Qué establece la medida cautelar
El origen del conflicto se remonta al amparo colectivo presentado por el Consejo Interuniversitario Nacional (CIN) y distintas universidades públicas, que cuestionaron el decreto 759/2025.
Según los demandantes, esa norma impedía la plena aplicación de la Ley de Financiamiento Universitario al condicionar su ejecución a la determinación previa de las fuentes específicas de financiamiento.
Ante esa situación, la Justicia en lo Contencioso Administrativo Federal dictó una medida cautelar ordenando al Estado cumplir inmediatamente con los artículos 5 y 6 de la ley.
Esos artículos disponen la actualización de los salarios del personal docente y no docente desde diciembre de 2023 hasta la sanción de la norma, además de la recomposición de los programas destinados a los estudiantes universitarios.
La cautelar no alcanzó, sin embargo, al resto de las previsiones presupuestarias contempladas en la ley, como la actualización integral de los gastos de funcionamiento ni otras partidas vinculadas con programas específicos.
La postura de la Justicia
En su momento, la Cámara Contencioso Administrativa Federal sostuvo que el Estado no había logrado desvirtuar el derecho invocado por las universidades.
Los jueces también entendieron que el Congreso había ratificado la sanción de la ley y que el Poder Ejecutivo pretendía limitar su aplicación mediante un decreto de jerarquía inferior.
Además, advirtieron que la falta de actualización salarial podía generar un deterioro significativo en el sistema universitario, afectando el normal desarrollo de la enseñanza, la investigación y la continuidad académica.
El acuerdo firmado con las universidades
Pese a la disputa judicial, el Gobierno y las universidades alcanzaron el pasado 10 de junio un entendimiento que permitió descomprimir el conflicto.
El acta fue firmada por la Subsecretaría de Políticas Universitarias, el Consejo Interuniversitario Nacional y los gremios docentes y no docentes.
El acuerdo contempla una recomposición del 24,33% sobre la masa salarial, un incremento del 20% en los gastos de funcionamiento y una ampliación de las partidas destinadas a los hospitales universitarios hasta los 50.000 millones de pesos.
También incorpora una actualización del 50% en las Becas Manuel Belgrano y establece la continuidad de las negociaciones paritarias para discutir futuras actualizaciones vinculadas a la evolución de la inflación y a la recuperación del poder adquisitivo perdido durante 2024.
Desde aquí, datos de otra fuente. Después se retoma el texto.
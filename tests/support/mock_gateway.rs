use std::{
    convert::Infallible,
    sync::{Arc, Mutex},
};

use anyhow::{Context, Result};
use base64::prelude::{Engine as _, BASE64_STANDARD};
use hyper::service::{make_service_fn, service_fn};
use hyper::{body, Body, Method, Request, Response, Server, StatusCode};
use pdfstream::stream::client::{EXPIRED_POSITION_CODE, SHARD_NOT_FOUND_CODE};
use pdfstream::{ReadPosition, StreamError};
use serde_json::{json, Value};
use tokio::net::TcpListener;
use tokio::sync::oneshot;
use tokio::task::JoinHandle;

use super::shard::MockShard;

/// HTTP JSON-RPC gateway serving `getrecords` for one shard.
pub struct MockGateway {
    url: String,
    authorizations: Arc<Mutex<Vec<Option<String>>>>,
    shutdown: Option<oneshot::Sender<()>>,
    handle: Option<JoinHandle<()>>,
}

#[derive(Clone)]
struct GatewayState {
    stream: String,
    shard_id: String,
    shard: MockShard,
    authorizations: Arc<Mutex<Vec<Option<String>>>>,
}

impl MockGateway {
    pub async fn start(stream: &str, shard_id: &str, shard: MockShard) -> Result<Self> {
        let listener = TcpListener::bind("127.0.0.1:0")
            .await
            .context("failed to bind mock gateway listener")?;
        let addr = listener
            .local_addr()
            .context("failed to read mock gateway address")?;
        let std_listener = listener
            .into_std()
            .context("failed to convert mock gateway listener")?;
        std_listener
            .set_nonblocking(true)
            .context("failed to set mock gateway listener non-blocking")?;

        let authorizations = Arc::new(Mutex::new(Vec::new()));
        let state = GatewayState {
            stream: stream.to_owned(),
            shard_id: shard_id.to_owned(),
            shard,
            authorizations: authorizations.clone(),
        };

        let (shutdown_tx, shutdown_rx) = oneshot::channel();
        let make_service = make_service_fn(move |_| {
            let state = state.clone();
            async move {
                Ok::<_, Infallible>(service_fn(move |req| serve_request(state.clone(), req)))
            }
        });

        let server = Server::from_tcp(std_listener)
            .context("failed to build mock gateway server")?
            .serve(make_service);
        let graceful = server.with_graceful_shutdown(async {
            let _ = shutdown_rx.await;
        });

        let handle = tokio::spawn(async move {
            if let Err(err) = graceful.await {
                eprintln!("mock gateway stopped: {err}");
            }
        });

        Ok(Self {
            url: format!("http://{addr}"),
            authorizations,
            shutdown: Some(shutdown_tx),
            handle: Some(handle),
        })
    }

    pub fn url(&self) -> &str {
        &self.url
    }

    /// Authorization header of every request received so far.
    pub fn authorizations(&self) -> Vec<Option<String>> {
        self.authorizations
            .lock()
            .expect("authorizations poisoned")
            .clone()
    }

    pub async fn shutdown(mut self) {
        if let Some(tx) = self.shutdown.take() {
            let _ = tx.send(());
        }
        if let Some(handle) = self.handle.take() {
            let _ = handle.await;
        }
    }
}

async fn serve_request(
    state: GatewayState,
    req: Request<Body>,
) -> Result<Response<Body>, Infallible> {
    if req.method() != Method::POST {
        return Ok(plain(StatusCode::METHOD_NOT_ALLOWED, "Unsupported method"));
    }

    let authorization = req
        .headers()
        .get(hyper::header::AUTHORIZATION)
        .and_then(|value| value.to_str().ok())
        .map(str::to_owned);
    state
        .authorizations
        .lock()
        .expect("authorizations poisoned")
        .push(authorization);

    let bytes = match body::to_bytes(req.into_body()).await {
        Ok(bytes) => bytes,
        Err(err) => {
            return Ok(plain(
                StatusCode::BAD_REQUEST,
                format!("failed to read body: {err}"),
            ))
        }
    };
    let call: Value = match serde_json::from_slice(&bytes) {
        Ok(value) => value,
        Err(err) => {
            return Ok(plain(
                StatusCode::BAD_REQUEST,
                format!("invalid JSON payload: {err}"),
            ))
        }
    };

    let id = call.get("id").cloned().unwrap_or(Value::Null);
    let method = call.get("method").and_then(Value::as_str).unwrap_or_default();
    if method != "getrecords" {
        return Ok(rpc(error(id, -32601, format!("unknown method {method}"))));
    }

    let params = call
        .get("params")
        .and_then(Value::as_array)
        .cloned()
        .unwrap_or_default();
    let stream = params.first().and_then(Value::as_str).unwrap_or_default();
    let shard = params.get(1).and_then(Value::as_str).unwrap_or_default();
    if stream != state.stream || shard != state.shard_id {
        return Ok(rpc(error(
            id,
            SHARD_NOT_FOUND_CODE,
            format!("shard {stream}/{shard} not found"),
        )));
    }

    let position: ReadPosition = match params
        .get(2)
        .cloned()
        .map(serde_json::from_value)
        .transpose()
    {
        Ok(Some(position)) => position,
        _ => return Ok(rpc(error(id, -32602, "invalid read position"))),
    };
    let limit = params.get(3).and_then(Value::as_u64).unwrap_or(100) as usize;

    match state.shard.read(position, limit) {
        Ok(batch) => {
            let records: Vec<Value> = batch
                .records
                .iter()
                .map(|record| {
                    json!({
                        "sequence": record.sequence,
                        "partition_key": record.partition_key,
                        "data": BASE64_STANDARD.encode(&record.data),
                        "arrival_ms": record.arrival_ms,
                    })
                })
                .collect();
            Ok(rpc(success(
                id,
                json!({
                    "records": records,
                    "trim_horizon": batch.trim_horizon,
                    "latest": batch.latest,
                }),
            )))
        }
        Err(StreamError::ExpiredPosition { message }) => {
            Ok(rpc(error(id, EXPIRED_POSITION_CODE, message)))
        }
        Err(StreamError::ShardNotFound { shard }) => Ok(rpc(error(
            id,
            SHARD_NOT_FOUND_CODE,
            format!("shard {shard} not found"),
        ))),
        Err(err) => Ok(plain(StatusCode::SERVICE_UNAVAILABLE, err.to_string())),
    }
}

fn plain(status: StatusCode, body: impl Into<String>) -> Response<Body> {
    let mut response = Response::new(Body::from(body.into()));
    *response.status_mut() = status;
    response
}

fn rpc(value: Value) -> Response<Body> {
    let mut response = Response::new(Body::from(value.to_string()));
    response.headers_mut().insert(
        hyper::header::CONTENT_TYPE,
        hyper::header::HeaderValue::from_static("application/json"),
    );
    response
}

fn success(id: Value, result: Value) -> Value {
    json!({
        "jsonrpc": "2.0",
        "result": result,
        "id": id,
    })
}

fn error(id: Value, code: i32, message: impl Into<String>) -> Value {
    json!({
        "jsonrpc": "2.0",
        "error": {
            "code": code,
            "message": message.into(),
        },
        "id": id,
    })
}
Un debate que continúa abierto
Aunque el fallo de la Corte no resuelve definitivamente la controversia, sí representa un respaldo jurídico importante para el sistema universitario.
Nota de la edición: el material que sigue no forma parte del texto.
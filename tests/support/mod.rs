#![allow(dead_code)]

pub mod checkpoints;
pub mod helpers;
pub mod mock_gateway;
pub mod shard;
La cuestión de fondo —la constitucionalidad del decreto 759/2025 y la plena aplicación de la Ley de Financiamiento Universitario— continuará tramitándose en los tribunales.
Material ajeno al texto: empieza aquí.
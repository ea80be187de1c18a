//! Property-based tests for oracle monotonicity, the cutweight lower bound,
//! and replay determinism. Uses `proptest`'s `TestRunner` directly against a
//! fixed planar topology with randomized weights (the manual-runner idiom,
//! rather than the `proptest!` macro).
#![cfg(test)]

use proptest::collection::vec;
use proptest::strategy::Strategy;
use proptest::test_runner::TestRunner;

use crate::carving_width::carving_width_bounds;
use crate::contractor::replay;
use crate::ratcatcher::ratcatcher;
use crate::util::test_graphs::petersen_like_g1_with_weights;

fn weights_strategy() -> impl Strategy<Value = Vec<f64>> {
    vec(1.5f64..20.0, 15)
}

#[test]
fn oracle_accepting_a_threshold_also_accepts_any_larger_one() {
    let mut runner = TestRunner::default();
    runner
        .run(&weights_strategy(), |weights| {
            let weights: [f64; 15] = weights.try_into().unwrap();
            let g = petersen_like_g1_with_weights(weights);

            let (_, high) = carving_width_bounds(&g).unwrap();
            // `high` is accepted by construction; any strictly larger
            // threshold must remain accepted (the oracle is monotone in k).
            assert!(ratcatcher(&g, high).unwrap());
            assert!(ratcatcher(&g, high * 2.0).unwrap());
            Ok(())
        })
        .unwrap();
}

#[test]
fn max_cutweight_is_never_itself_a_strict_upper_bound_on_carving_width() {
    let mut runner = TestRunner::default();
    runner
        .run(&weights_strategy(), |weights| {
            let weights: [f64; 15] = weights.try_into().unwrap();
            let g = petersen_like_g1_with_weights(weights);

            // `carving_width_bounds` seeds `low` at the max cutweight
            // specifically because it is a hard lower bound: the oracle must
            // never accept a threshold below it.
            let low0 = g.max_cutweight();
            assert!(!ratcatcher(&g, low0 - 1e-9).unwrap());
            Ok(())
        })
        .unwrap();
}

#[test]
fn replaying_the_same_ordering_twice_gives_the_same_cost() {
    let mut runner = TestRunner::default();
    runner
        .run(&weights_strategy(), |weights| {
            let weights: [f64; 15] = weights.try_into().unwrap();
            let g = petersen_like_g1_with_weights(weights);

            // A fixed, arbitrary contraction order covering every vertex;
            // its actual quality is irrelevant here, only that replaying it
            // twice against the same graph is deterministic.
            let ordering = [
                (1, 2),
                (3, 4),
                (6, 7),
                (8, 9),
                (1, 3),
                (6, 8),
                (1, 6),
                (5, 1),
                (10, 1),
            ];

            let (cost_a, _) = replay(&g, &ordering).unwrap();
            let (cost_b, _) = replay(&g, &ordering).unwrap();
            assert_eq!(cost_a, cost_b);
            Ok(())
        })
        .unwrap();
}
Mientras tanto, el máximo tribunal dejó claro que, en esta etapa del proceso, los artículos referidos a la recomposición salarial y al sostenimiento de los programas estudiantiles deben cumplirse.
La decisión vuelve a poner sobre la mesa la importancia de garantizar recursos estables para las universidades públicas, instituciones que forman profesionales, desarrollan investigación científica y constituyen uno de los pilares históricos del sistema educativo argentino.
El otro tema que sigue sobre la mesa de discusión es el derecho de la sociedad argentina a conocer qué hacen las universidades con los millonarios montos que reciben de los impuestos, más allá de las autonomías universitarias: las auditorías que exige el Gobierno de Milei, ante el evidente uso de fondos universitarios para “hacer política” en los últimos 20 años, donde se multiplicaron los contratos y empleados ñoquis.
El desafío, hacia adelante, será encontrar un equilibrio entre la responsabilidad fiscal y la necesidad de asegurar un financiamiento previsible que permita sostener la calidad académica y el funcionamiento de las casas de estudio en todo el país, sin uso de la universidad como herramienta política de un sector, con transparencia y verdadera vocación de servicio a la Patria. Casi una utopía, hoy.